Exercise prompt: Spot each line in the records below where the word "when" occurs, then copy it.

Source data:
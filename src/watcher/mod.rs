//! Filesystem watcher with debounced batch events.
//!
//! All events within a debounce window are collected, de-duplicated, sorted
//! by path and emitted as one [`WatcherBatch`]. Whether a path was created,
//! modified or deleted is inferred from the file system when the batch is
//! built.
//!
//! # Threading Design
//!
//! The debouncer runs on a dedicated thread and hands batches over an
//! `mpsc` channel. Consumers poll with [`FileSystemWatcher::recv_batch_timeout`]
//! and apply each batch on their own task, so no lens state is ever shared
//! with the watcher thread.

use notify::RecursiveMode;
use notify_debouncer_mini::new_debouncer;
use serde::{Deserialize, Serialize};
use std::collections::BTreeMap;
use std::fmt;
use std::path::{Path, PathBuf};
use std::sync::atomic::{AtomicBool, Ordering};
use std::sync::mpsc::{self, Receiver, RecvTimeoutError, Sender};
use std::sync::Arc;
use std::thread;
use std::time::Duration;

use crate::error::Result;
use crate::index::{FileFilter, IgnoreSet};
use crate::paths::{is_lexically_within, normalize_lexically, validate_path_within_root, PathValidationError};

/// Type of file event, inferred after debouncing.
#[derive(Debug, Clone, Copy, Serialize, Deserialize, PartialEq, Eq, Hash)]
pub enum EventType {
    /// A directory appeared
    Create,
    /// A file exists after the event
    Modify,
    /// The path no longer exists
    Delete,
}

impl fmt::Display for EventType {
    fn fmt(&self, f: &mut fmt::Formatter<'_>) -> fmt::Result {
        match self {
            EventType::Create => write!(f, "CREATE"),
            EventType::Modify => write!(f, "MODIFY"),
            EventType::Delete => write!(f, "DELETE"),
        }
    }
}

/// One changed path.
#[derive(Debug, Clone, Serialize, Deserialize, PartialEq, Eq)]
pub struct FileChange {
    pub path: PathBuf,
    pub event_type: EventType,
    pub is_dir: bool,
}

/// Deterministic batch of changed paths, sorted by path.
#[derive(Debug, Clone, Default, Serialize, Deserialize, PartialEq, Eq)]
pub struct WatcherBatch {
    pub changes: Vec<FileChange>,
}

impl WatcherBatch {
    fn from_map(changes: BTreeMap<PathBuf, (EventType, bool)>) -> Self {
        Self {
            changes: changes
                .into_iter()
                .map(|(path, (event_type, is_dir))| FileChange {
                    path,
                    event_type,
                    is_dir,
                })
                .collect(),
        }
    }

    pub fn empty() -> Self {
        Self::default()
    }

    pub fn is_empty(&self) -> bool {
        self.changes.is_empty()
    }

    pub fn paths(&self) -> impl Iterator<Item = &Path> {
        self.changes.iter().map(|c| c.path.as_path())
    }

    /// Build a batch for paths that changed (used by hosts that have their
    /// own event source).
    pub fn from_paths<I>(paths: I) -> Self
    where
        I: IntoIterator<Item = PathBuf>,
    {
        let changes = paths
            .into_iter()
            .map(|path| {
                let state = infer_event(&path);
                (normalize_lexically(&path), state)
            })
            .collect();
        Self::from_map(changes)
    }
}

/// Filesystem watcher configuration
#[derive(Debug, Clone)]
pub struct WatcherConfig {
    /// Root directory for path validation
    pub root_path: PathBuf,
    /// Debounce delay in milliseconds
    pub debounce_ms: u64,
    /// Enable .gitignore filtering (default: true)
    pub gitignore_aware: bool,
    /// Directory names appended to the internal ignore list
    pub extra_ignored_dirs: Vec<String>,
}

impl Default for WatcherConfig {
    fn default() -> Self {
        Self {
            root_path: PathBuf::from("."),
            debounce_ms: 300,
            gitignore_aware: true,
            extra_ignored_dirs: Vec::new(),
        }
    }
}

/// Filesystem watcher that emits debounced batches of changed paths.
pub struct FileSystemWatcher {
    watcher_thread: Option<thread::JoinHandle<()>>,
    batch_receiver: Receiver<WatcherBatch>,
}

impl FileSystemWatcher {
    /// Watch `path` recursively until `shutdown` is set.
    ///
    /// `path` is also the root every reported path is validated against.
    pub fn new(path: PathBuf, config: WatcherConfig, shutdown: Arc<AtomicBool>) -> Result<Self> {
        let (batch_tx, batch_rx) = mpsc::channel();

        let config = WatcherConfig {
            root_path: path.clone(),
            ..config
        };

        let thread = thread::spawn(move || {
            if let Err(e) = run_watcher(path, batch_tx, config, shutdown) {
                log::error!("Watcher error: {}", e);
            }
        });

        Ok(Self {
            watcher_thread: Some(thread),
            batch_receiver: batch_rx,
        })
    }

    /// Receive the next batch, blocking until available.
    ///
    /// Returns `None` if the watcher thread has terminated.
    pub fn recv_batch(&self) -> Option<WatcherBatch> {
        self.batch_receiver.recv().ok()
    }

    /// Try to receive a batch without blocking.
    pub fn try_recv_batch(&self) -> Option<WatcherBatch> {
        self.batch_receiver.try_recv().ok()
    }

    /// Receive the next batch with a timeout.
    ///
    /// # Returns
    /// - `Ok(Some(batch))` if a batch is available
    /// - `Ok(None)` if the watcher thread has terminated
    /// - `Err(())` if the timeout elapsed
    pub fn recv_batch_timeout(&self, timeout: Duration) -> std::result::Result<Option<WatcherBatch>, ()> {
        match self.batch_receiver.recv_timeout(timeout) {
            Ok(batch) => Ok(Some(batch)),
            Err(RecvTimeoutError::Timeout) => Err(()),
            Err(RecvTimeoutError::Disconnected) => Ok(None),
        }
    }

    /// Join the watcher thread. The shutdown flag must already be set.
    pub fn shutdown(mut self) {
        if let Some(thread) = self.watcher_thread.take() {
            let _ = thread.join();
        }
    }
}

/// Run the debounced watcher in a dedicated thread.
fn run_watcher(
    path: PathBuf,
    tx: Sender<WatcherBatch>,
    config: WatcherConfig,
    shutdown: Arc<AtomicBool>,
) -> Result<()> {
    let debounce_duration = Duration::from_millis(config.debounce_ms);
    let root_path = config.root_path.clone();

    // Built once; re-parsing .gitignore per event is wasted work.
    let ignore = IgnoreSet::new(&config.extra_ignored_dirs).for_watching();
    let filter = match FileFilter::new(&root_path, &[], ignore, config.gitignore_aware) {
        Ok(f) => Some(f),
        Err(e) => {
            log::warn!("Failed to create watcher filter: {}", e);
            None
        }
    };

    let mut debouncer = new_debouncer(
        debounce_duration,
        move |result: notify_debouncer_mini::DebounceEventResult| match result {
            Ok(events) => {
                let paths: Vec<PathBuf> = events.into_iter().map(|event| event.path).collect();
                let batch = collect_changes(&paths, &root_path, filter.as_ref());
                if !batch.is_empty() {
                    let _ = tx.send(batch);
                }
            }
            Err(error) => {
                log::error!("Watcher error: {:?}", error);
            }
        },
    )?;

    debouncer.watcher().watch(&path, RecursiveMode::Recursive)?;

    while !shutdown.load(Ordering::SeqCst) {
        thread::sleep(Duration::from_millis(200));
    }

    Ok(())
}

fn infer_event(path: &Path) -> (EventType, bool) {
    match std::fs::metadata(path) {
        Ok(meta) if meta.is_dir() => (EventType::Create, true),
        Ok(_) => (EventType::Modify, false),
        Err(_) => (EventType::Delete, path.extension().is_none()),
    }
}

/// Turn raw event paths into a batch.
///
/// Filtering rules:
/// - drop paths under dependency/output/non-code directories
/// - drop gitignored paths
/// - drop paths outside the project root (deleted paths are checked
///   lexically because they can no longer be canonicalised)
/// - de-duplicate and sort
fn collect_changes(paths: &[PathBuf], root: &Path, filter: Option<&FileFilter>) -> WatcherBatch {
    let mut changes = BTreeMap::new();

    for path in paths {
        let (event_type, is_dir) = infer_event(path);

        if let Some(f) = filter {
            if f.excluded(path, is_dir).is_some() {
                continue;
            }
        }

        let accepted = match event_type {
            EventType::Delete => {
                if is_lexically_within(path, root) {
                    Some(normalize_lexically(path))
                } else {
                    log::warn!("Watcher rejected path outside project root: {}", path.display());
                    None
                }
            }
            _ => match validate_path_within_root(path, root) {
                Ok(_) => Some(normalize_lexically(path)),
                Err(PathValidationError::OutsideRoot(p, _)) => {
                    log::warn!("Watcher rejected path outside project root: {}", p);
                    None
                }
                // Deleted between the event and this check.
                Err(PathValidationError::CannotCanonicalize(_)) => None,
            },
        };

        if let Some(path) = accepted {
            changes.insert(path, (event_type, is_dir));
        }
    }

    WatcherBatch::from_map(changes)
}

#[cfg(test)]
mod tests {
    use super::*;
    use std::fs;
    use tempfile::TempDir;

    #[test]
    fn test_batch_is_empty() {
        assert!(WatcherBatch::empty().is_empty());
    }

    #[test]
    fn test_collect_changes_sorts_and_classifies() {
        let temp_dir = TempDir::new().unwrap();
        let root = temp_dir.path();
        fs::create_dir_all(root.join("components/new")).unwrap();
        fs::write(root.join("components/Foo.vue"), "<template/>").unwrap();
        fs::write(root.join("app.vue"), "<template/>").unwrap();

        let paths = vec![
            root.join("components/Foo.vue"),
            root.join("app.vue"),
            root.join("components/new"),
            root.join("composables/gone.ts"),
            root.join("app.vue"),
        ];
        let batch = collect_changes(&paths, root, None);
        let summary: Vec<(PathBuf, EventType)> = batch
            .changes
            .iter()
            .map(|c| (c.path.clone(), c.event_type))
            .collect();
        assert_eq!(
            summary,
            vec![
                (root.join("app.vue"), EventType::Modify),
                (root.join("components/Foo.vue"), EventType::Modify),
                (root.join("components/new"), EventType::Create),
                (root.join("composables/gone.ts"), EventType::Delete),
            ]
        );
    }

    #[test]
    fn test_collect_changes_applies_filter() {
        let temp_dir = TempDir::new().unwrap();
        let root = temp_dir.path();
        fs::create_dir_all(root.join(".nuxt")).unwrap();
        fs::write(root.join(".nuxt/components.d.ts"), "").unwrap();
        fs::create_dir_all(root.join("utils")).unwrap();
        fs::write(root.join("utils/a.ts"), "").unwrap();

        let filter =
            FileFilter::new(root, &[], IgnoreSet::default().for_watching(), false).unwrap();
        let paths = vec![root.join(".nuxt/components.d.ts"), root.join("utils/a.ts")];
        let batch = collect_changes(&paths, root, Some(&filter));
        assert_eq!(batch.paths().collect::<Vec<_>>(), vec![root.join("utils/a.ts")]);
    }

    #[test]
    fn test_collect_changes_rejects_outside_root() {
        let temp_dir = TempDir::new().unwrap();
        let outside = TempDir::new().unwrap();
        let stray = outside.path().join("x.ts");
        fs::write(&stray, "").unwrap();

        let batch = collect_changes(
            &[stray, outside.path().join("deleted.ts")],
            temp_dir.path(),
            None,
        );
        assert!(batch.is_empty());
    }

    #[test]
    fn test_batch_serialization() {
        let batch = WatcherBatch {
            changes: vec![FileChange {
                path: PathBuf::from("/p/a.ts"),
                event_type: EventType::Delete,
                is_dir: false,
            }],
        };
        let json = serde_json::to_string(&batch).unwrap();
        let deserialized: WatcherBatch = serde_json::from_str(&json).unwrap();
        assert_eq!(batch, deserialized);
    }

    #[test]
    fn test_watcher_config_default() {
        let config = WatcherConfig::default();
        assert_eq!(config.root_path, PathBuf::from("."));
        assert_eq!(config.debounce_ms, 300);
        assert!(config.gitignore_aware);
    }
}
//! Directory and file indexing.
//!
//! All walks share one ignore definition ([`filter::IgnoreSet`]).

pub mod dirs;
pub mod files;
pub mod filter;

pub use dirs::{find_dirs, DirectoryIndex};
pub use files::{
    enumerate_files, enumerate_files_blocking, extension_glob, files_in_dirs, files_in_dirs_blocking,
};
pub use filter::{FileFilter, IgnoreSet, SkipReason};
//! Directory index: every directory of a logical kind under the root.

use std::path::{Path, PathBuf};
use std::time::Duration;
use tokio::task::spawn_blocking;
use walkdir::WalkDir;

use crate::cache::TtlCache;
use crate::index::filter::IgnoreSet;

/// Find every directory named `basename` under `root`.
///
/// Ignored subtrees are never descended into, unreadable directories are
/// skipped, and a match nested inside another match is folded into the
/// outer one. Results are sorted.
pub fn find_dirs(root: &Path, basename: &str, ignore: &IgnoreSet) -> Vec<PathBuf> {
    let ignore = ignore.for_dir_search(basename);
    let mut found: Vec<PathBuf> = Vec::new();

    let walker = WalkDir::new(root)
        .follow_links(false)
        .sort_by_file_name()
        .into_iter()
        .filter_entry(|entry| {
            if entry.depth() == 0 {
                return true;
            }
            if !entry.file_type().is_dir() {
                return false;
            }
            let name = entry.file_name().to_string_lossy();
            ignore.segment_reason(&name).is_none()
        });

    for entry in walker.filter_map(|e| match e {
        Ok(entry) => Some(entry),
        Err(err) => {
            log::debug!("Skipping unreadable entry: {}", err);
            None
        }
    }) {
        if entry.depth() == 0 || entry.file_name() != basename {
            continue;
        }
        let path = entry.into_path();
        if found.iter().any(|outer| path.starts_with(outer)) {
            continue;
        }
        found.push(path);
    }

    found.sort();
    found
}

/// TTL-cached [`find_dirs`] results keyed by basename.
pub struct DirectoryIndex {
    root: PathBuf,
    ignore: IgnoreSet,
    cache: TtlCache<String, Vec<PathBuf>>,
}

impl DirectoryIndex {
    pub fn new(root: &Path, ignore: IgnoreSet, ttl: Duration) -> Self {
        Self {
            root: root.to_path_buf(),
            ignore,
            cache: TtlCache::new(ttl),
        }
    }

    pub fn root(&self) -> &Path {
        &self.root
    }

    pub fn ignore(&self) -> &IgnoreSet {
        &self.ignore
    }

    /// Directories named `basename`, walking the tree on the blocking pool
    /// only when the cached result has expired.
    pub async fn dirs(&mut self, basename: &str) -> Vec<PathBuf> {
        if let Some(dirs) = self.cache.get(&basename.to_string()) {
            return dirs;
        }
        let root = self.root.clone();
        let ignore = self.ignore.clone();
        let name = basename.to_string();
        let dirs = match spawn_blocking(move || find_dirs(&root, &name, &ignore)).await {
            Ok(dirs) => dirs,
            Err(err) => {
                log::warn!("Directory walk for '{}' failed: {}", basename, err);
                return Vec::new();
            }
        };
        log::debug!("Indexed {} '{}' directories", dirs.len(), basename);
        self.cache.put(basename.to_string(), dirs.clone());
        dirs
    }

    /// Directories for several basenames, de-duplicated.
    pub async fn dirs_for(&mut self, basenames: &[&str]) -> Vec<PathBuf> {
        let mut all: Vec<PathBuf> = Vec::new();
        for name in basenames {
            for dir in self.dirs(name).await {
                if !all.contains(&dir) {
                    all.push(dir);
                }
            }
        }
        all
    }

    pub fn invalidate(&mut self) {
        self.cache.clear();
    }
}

Output for this exercise:
//! modified or deleted is inferred from the file system when the batch is
    /// only when the cached result has expired.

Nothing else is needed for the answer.